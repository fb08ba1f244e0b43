//! File-backed block store
//!
//! Blocks are laid out back to back: block `n` lives at byte offset
//! `n * block_size`. Works on regular files and raw block devices.

use crate::layout::{DatabaseHeader, HEADER_SIZE};
use crate::raw_io::{AlignedBuffer, RawFile, SECTOR_ALIGNMENT};
use crate::store::{BlockStore, StoreStats, check_access};
use std::path::Path;
use std::sync::atomic::Ordering;
use strata_common::config::is_valid_block_size;
use strata_common::{BlockAddress, BlockKind, Error, Result, StorageConfig};
use tracing::info;

/// Block store over a single file or device
pub struct FileStore {
    file: RawFile,
    block_size: u32,
    block_count: u64,
    stats: StoreStats,
}

impl FileStore {
    /// Create a zero-filled store. The caller formats it.
    pub fn create(
        path: impl AsRef<Path>,
        block_size: u32,
        block_count: u64,
        direct_io: bool,
    ) -> Result<Self> {
        if !is_valid_block_size(block_size) {
            return Err(Error::Configuration(format!(
                "unsupported block size {block_size}"
            )));
        }
        let file = RawFile::create(&path, u64::from(block_size) * block_count, direct_io)?;
        if file.size() < u64::from(block_size) * block_count {
            return Err(Error::storage(format!(
                "{} holds {} bytes, {} blocks of {block_size} bytes do not fit",
                file.path(),
                file.size(),
                block_count
            )));
        }

        info!(
            "Created store {} ({} blocks of {} bytes)",
            file.path(),
            block_count,
            block_size
        );
        Ok(Self {
            file,
            block_size,
            block_count,
            stats: StoreStats::default(),
        })
    }

    /// Create a store sized by a configuration
    pub fn create_with_config(path: impl AsRef<Path>, config: &StorageConfig) -> Result<Self> {
        config.validate()?;
        Self::create(path, config.block_size, config.block_count, config.direct_io)
    }

    /// Open a formatted store; geometry comes from its header
    pub fn open(path: impl AsRef<Path>, direct_io: bool) -> Result<Self> {
        let file = RawFile::open(&path, direct_io)?;

        let mut buf = AlignedBuffer::new(HEADER_SIZE.next_multiple_of(SECTOR_ALIGNMENT));
        file.read_at(0, buf.as_mut_slice())?;
        let header = DatabaseHeader::decode(buf.as_slice())?;

        let needed = u64::from(header.block_size) * header.block_count;
        if file.size() < needed {
            return Err(Error::invalid_store(format!(
                "{} is {} bytes, header describes {needed}",
                file.path(),
                file.size()
            )));
        }

        info!(
            "Opened store {} ('{}', {} blocks of {} bytes)",
            file.path(),
            header.name,
            header.block_count,
            header.block_size
        );
        Ok(Self {
            file,
            block_size: header.block_size,
            block_count: header.block_count,
            stats: StoreStats::default(),
        })
    }

    pub fn path(&self) -> &str {
        self.file.path()
    }

    /// Get statistics
    pub const fn stats(&self) -> &StoreStats {
        &self.stats
    }

    const fn offset_of(&self, address: BlockAddress) -> u64 {
        address * self.block_size as u64
    }
}

impl BlockStore for FileStore {
    fn block_size(&self) -> u32 {
        self.block_size
    }

    fn block_count(&self) -> u64 {
        self.block_count
    }

    fn read(&self, _kind: BlockKind, address: BlockAddress) -> Result<Vec<u8>> {
        check_access(self.block_size, self.block_count, address, 0)?;
        let mut buf = AlignedBuffer::new(self.block_size as usize);
        self.file.read_at(self.offset_of(address), buf.as_mut_slice())?;
        self.stats.record_read(buf.len());
        Ok(buf.as_slice().to_vec())
    }

    fn write(&self, _kind: BlockKind, address: BlockAddress, data: &[u8]) -> Result<()> {
        check_access(self.block_size, self.block_count, address, data.len())?;
        let mut buf = AlignedBuffer::new(self.block_size as usize);
        buf.copy_from(data);
        self.file.write_at(self.offset_of(address), buf.as_slice())?;
        self.stats.record_write(buf.len());
        Ok(())
    }

    fn sync(&self) -> Result<()> {
        self.stats.record_sync();
        self.file.sync()
    }

    fn physical_location(&self, address: BlockAddress) -> String {
        format!("{}@{}", self.file.path(), self.offset_of(address))
    }
}

impl Drop for FileStore {
    fn drop(&mut self) {
        if self.stats.writes.load(Ordering::Relaxed) > 0 {
            let _ = self.file.sync();
        }
    }
}
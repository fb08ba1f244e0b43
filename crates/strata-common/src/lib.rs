//! Strata Common - Shared types and utilities
//!
//! This crate provides the error taxonomy, identifiers, block kinds and
//! configuration shared by the strata storage engine and its clients.

pub mod config;
pub mod error;
pub mod types;

pub use config::StorageConfig;
pub use error::{Error, Result};
pub use types::*;
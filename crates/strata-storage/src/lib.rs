//! Strata Storage - Block allocation and write-ahead journaling
//!
//! This crate provides:
//! - On-disk layout: header, super blocks and allocation-group bitmaps
//! - A concurrent block allocator with per-operation group locking
//! - Write-ahead transactions with rollback recovery
//! - Journals that run staged operations in safe or non-safe mode
//! - Memory and file-backed block stores

pub mod allocator;
pub mod bitmap;
pub mod context;
pub mod disk;
pub mod format;
pub mod journal;
pub mod journal_log;
pub mod layout;
pub mod operation;
pub mod raw_io;
pub mod service;
pub mod store;

#[cfg(test)]
pub(crate) mod testing;

pub use allocator::Allocator;
pub use bitmap::AllocationBitmap;
pub use context::{AllocationContext, BlockChain};
pub use disk::FileStore;
pub use format::{format, format_with_config};
pub use journal::{Journal, NonSafeJournal, SafeJournal, open_journal};
pub use journal_log::{Extent, JournalLog, LogKind, LogRecord, RecoveryReport, StagedWrite};
pub use layout::{DatabaseHeader, Geometry, GroupSlot, LINK_HEADER_SIZE};
pub use operation::{Operation, Prepared, ReadService, Service, StoreReader};
pub use raw_io::{AlignedBuffer, RawFile};
pub use service::{NonSafeService, SafeService};
pub use store::{BlockStore, MemoryStore, StoreStats};
//! Per-operation block reservation
//!
//! An [`AllocationContext`] owns the addresses reserved for one operation
//! and hands them out in ascending order. Every address handed out is
//! remembered as consumed so the service can mark it used when the stage
//! commits. Addresses reserved in the current stage are not yet reachable
//! from committed state, so writes to them skip the journal.

use crate::allocator::Allocator;
use crate::layout::{LINK_HEADER_SIZE, NODE_FLAG_LEAF, NODE_HEADER_SIZE};
use crate::operation::Prepared;
use bytes::BufMut;
use std::sync::Arc;
use strata_common::{AllocationStrategy, BlockAddress, BlockKind, Error, OperationId, Result};
use tracing::debug;

/// Blocks reserved for a stream, first block first
#[derive(Clone, Debug, PartialEq, Eq)]
pub struct BlockChain {
    pub addresses: Vec<BlockAddress>,
}

impl BlockChain {
    /// Address of the first block
    pub fn first(&self) -> BlockAddress {
        self.addresses[0]
    }

    pub fn len(&self) -> usize {
        self.addresses.len()
    }

    pub fn is_empty(&self) -> bool {
        self.addresses.is_empty()
    }

    /// Whether the block at `index` directly follows its predecessor on disk
    pub fn is_sequential(&self, index: usize) -> bool {
        index > 0
            && index < self.addresses.len()
            && self.addresses[index] == self.addresses[index - 1] + 1
    }
}

pub struct AllocationContext {
    allocator: Arc<Allocator>,
    op: OperationId,
    /// Reserved and not yet handed out, ascending
    available: Vec<BlockAddress>,
    /// Every address reserved and not yet committed, ascending
    all_allocations: Vec<BlockAddress>,
    /// Handed out since the last commit
    consumed: Vec<BlockAddress>,
    hint: BlockAddress,
    allow_dynamic: bool,
    top_up: usize,
    granted: usize,
}

impl AllocationContext {
    /// Reserve the blocks an operation asked for in its prepare phase
    pub fn new(allocator: Arc<Allocator>, prepared: &Prepared, top_up: usize) -> Result<Self> {
        let op = OperationId::new();
        let available = allocator.allocate(
            op,
            prepared.hint,
            AllocationStrategy::Normal,
            prepared.blocks_required,
        )?;
        let hint = available.last().copied().unwrap_or(prepared.hint);
        debug!(
            %op,
            reserved = available.len(),
            dynamic = prepared.allow_dynamic,
            "allocation context opened"
        );

        Ok(Self {
            allocator,
            op,
            all_allocations: available.clone(),
            granted: available.len(),
            available,
            consumed: Vec::new(),
            hint,
            allow_dynamic: prepared.allow_dynamic,
            top_up: top_up.max(1),
        })
    }

    pub const fn operation_id(&self) -> OperationId {
        self.op
    }

    pub fn block_size(&self) -> u32 {
        self.allocator.block_size()
    }

    /// Highest address granted so far, or the prepare hint before any grant.
    /// Transactions place their journal sector near it.
    pub const fn hint(&self) -> BlockAddress {
        self.hint
    }

    /// Reserved addresses not yet handed out
    pub fn available(&self) -> &[BlockAddress] {
        &self.available
    }

    /// Addresses handed out since the last commit, ascending
    pub fn consumed(&self) -> Vec<BlockAddress> {
        let mut consumed = self.consumed.clone();
        consumed.sort_unstable();
        consumed
    }

    /// Hand out the smallest reserved address greater than `prev`, wrapping
    /// around to the smallest overall. `prev == 0` takes the smallest.
    pub fn allocate(&mut self, prev: BlockAddress) -> Result<BlockAddress> {
        if self.available.is_empty() {
            self.top_up()?;
        }

        let mut idx = if prev == 0 {
            0
        } else {
            self.available.partition_point(|&a| a <= prev)
        };
        if idx == self.available.len() {
            idx = 0;
        }

        let address = self.available.remove(idx);
        self.consumed.push(address);
        Ok(address)
    }

    /// Hand out the smallest reserved address
    pub fn allocate_block(&mut self) -> Result<BlockAddress> {
        self.allocate(0)
    }

    /// Reserve enough blocks for a stream of `byte_size` bytes
    ///
    /// The first block loses [`LINK_HEADER_SIZE`] bytes to its link header.
    /// A later block carries a link header only when it does not directly
    /// follow its predecessor.
    pub fn create_block_stream(&mut self, byte_size: u64) -> Result<BlockChain> {
        let block_size = u64::from(self.block_size());
        let link = LINK_HEADER_SIZE as u64;

        let first = self.allocate(0)?;
        let mut addresses = vec![first];
        let mut remaining = byte_size.saturating_sub(block_size - link);

        while remaining > 0 {
            let prev = addresses[addresses.len() - 1];
            let next = self.allocate(prev)?;
            let capacity = if next == prev + 1 {
                block_size
            } else {
                block_size - link
            };
            remaining = remaining.saturating_sub(capacity);
            addresses.push(next);
        }

        Ok(BlockChain { addresses })
    }

    /// Allocate and write an empty leaf node, returning its address
    pub fn create_empty_btree(&mut self) -> Result<BlockAddress> {
        let address = self.allocate(0)?;

        let mut node = Vec::with_capacity(self.block_size() as usize);
        node.put_u32_le(NODE_FLAG_LEAF);
        node.put_u32_le(0);
        debug_assert_eq!(node.len(), NODE_HEADER_SIZE);
        node.resize(self.block_size() as usize, 0);

        self.allocator
            .store()
            .write(BlockKind::BTree, address, &node)?;
        Ok(address)
    }

    /// Whether `address` was reserved by this operation and not yet committed
    pub fn is_allocated(&self, address: BlockAddress) -> bool {
        self.all_allocations.binary_search(&address).is_ok()
    }

    /// Forget the addresses consumed by a committed stage. They are now
    /// reachable, so later overwrites must go through the journal.
    pub fn seal(&mut self) {
        if self.consumed.is_empty() {
            return;
        }
        self.consumed.sort_unstable();
        let consumed = std::mem::take(&mut self.consumed);
        self.all_allocations
            .retain(|a| consumed.binary_search(a).is_err());
    }

    fn top_up(&mut self) -> Result<()> {
        if !self.allow_dynamic {
            return Err(Error::AllocationExhausted {
                granted: self.granted,
            });
        }

        let more = self.allocator.allocate(
            self.op,
            self.hint,
            AllocationStrategy::DynamicAllocation,
            self.top_up,
        )?;
        debug!(op = %self.op, count = more.len(), "allocation context grew");

        self.granted += more.len();
        if let Some(&last) = more.last() {
            self.hint = self.hint.max(last);
        }
        self.available.extend_from_slice(&more);
        self.available.sort_unstable();
        self.all_allocations.extend(more);
        self.all_allocations.sort_unstable();
        Ok(())
    }
}

impl Drop for AllocationContext {
    /// Unused addresses and those handed out by a stage that never committed
    /// both go back. Committed addresses were removed by `seal`.
    fn drop(&mut self) {
        let mut unused = std::mem::take(&mut self.available);
        unused.append(&mut self.consumed);
        unused.sort_unstable();
        self.allocator.return_allocations(self.op, &unused);
    }
}

#[cfg(test)]
mod tests {
    use super::*;
    use crate::testing::formatted_store;

    fn allocator() -> Arc<Allocator> {
        Arc::new(Allocator::new(formatted_store(9000, 0)).unwrap())
    }

    #[test]
    fn test_allocate_follows_prev() {
        let alloc = allocator();
        let mut ctx = AllocationContext::new(alloc, &Prepared::new(0, 4), 5).unwrap();
        assert_eq!(ctx.available(), &[4, 5, 6, 7]);

        assert_eq!(ctx.allocate(5).unwrap(), 6);
        assert_eq!(ctx.allocate(0).unwrap(), 4);
        // nothing above 7 is left, wrap to the smallest
        assert_eq!(ctx.allocate(7).unwrap(), 5);
        assert_eq!(ctx.available(), &[7]);
        assert_eq!(ctx.consumed(), vec![4, 5, 6]);
    }

    #[test]
    fn test_exhausted_without_dynamic() {
        let alloc = allocator();
        let mut ctx = AllocationContext::new(alloc, &Prepared::new(0, 1), 5).unwrap();
        ctx.allocate_block().unwrap();

        let err = ctx.allocate_block().unwrap_err();
        assert!(matches!(err, Error::AllocationExhausted { granted: 1 }));
    }

    #[test]
    fn test_dynamic_top_up_keeps_pool_sorted() {
        let alloc = allocator();
        let prepared = Prepared::new(0, 2).with_dynamic(true);
        let mut ctx = AllocationContext::new(alloc, &prepared, 5).unwrap();

        let mut handed = Vec::new();
        for _ in 0..9 {
            handed.push(ctx.allocate_block().unwrap());
            assert!(ctx.available().windows(2).all(|w| w[0] < w[1]));
        }
        assert_eq!(handed, (4..13).collect::<Vec<_>>());
        // two top-ups of five after the initial two
        assert_eq!(ctx.available().len(), 3);
        assert!(handed.iter().all(|&a| ctx.is_allocated(a)));
    }

    #[test]
    fn test_stream_sizing() {
        let alloc = allocator();
        let prepared = Prepared::new(0, 0).with_dynamic(true);
        let mut ctx = AllocationContext::new(alloc, &prepared, 5).unwrap();

        let one = ctx.create_block_stream(512 - 12).unwrap();
        assert_eq!(one.len(), 1);

        let two = ctx.create_block_stream(512 - 11).unwrap();
        assert_eq!(two.len(), 2);
        assert!(two.is_sequential(1));

        // contiguous blocks carry a full block each
        let three = ctx.create_block_stream(500 + 512 + 512).unwrap();
        assert_eq!(three.len(), 3);

        let empty = ctx.create_block_stream(0).unwrap();
        assert_eq!(empty.len(), 1);
    }

    #[test]
    fn test_stream_gap_costs_link_header() {
        let alloc = allocator();
        let mut ctx = AllocationContext::new(alloc, &Prepared::new(0, 4), 5).unwrap();
        // leave a hole after the first block
        assert_eq!(ctx.allocate(4).unwrap(), 5);

        // 4, then 6 (not sequential, 500 bytes), then 7 (512 bytes)
        let chain = ctx.create_block_stream(500 + 500 + 1).unwrap();
        assert_eq!(chain.addresses, vec![4, 6, 7]);
        assert!(!chain.is_sequential(1));
        assert!(chain.is_sequential(2));
    }

    #[test]
    fn test_empty_btree_node() {
        let alloc = allocator();
        let store = alloc.store().clone();
        let mut ctx = AllocationContext::new(alloc, &Prepared::new(0, 1), 5).unwrap();

        let root = ctx.create_empty_btree().unwrap();
        let node = store.read(BlockKind::BTree, root).unwrap();
        assert_eq!(&node[..4], &NODE_FLAG_LEAF.to_le_bytes());
        assert_eq!(&node[4..8], &0u32.to_le_bytes());
    }

    #[test]
    fn test_seal_forgets_committed_addresses() {
        let alloc = allocator();
        let mut ctx = AllocationContext::new(alloc, &Prepared::new(0, 3), 5).unwrap();
        let a = ctx.allocate_block().unwrap();

        ctx.seal();
        assert!(!ctx.is_allocated(a));
        assert!(ctx.consumed().is_empty());
        // still reserved, not yet handed out
        assert!(ctx.is_allocated(ctx.available()[0]));
    }

    #[test]
    fn test_drop_returns_unused() {
        let alloc = allocator();
        let before = alloc.free_blocks().unwrap();
        {
            let mut ctx =
                AllocationContext::new(alloc.clone(), &Prepared::new(0, 6), 5).unwrap();
            ctx.allocate_block().unwrap();
            assert_eq!(alloc.locked_groups(ctx.operation_id()), vec![0]);
        }
        // never sealed, so the handed-out block comes back too
        assert_eq!(alloc.free_blocks().unwrap(), before);
    }

    #[test]
    fn test_drop_keeps_sealed_addresses() {
        let alloc = allocator();
        let before = alloc.free_blocks().unwrap();
        {
            let mut ctx =
                AllocationContext::new(alloc.clone(), &Prepared::new(0, 6), 5).unwrap();
            ctx.allocate_block().unwrap();
            ctx.seal();
            ctx.allocate_block().unwrap();
        }
        assert_eq!(alloc.free_blocks().unwrap(), before - 1);
    }

    #[test]
    fn test_hint_follows_grants() {
        let alloc = allocator();
        let prepared = Prepared::new(0, 2).with_dynamic(true);
        let mut ctx = AllocationContext::new(alloc, &prepared, 5).unwrap();
        assert_eq!(ctx.hint(), 5);

        for _ in 0..3 {
            ctx.allocate_block().unwrap();
        }
        assert_eq!(ctx.hint(), 10);
    }
}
+===+
### Work instruction:
A single figure, please: the number of lines in the data that hold the string "const".

### Response below:
4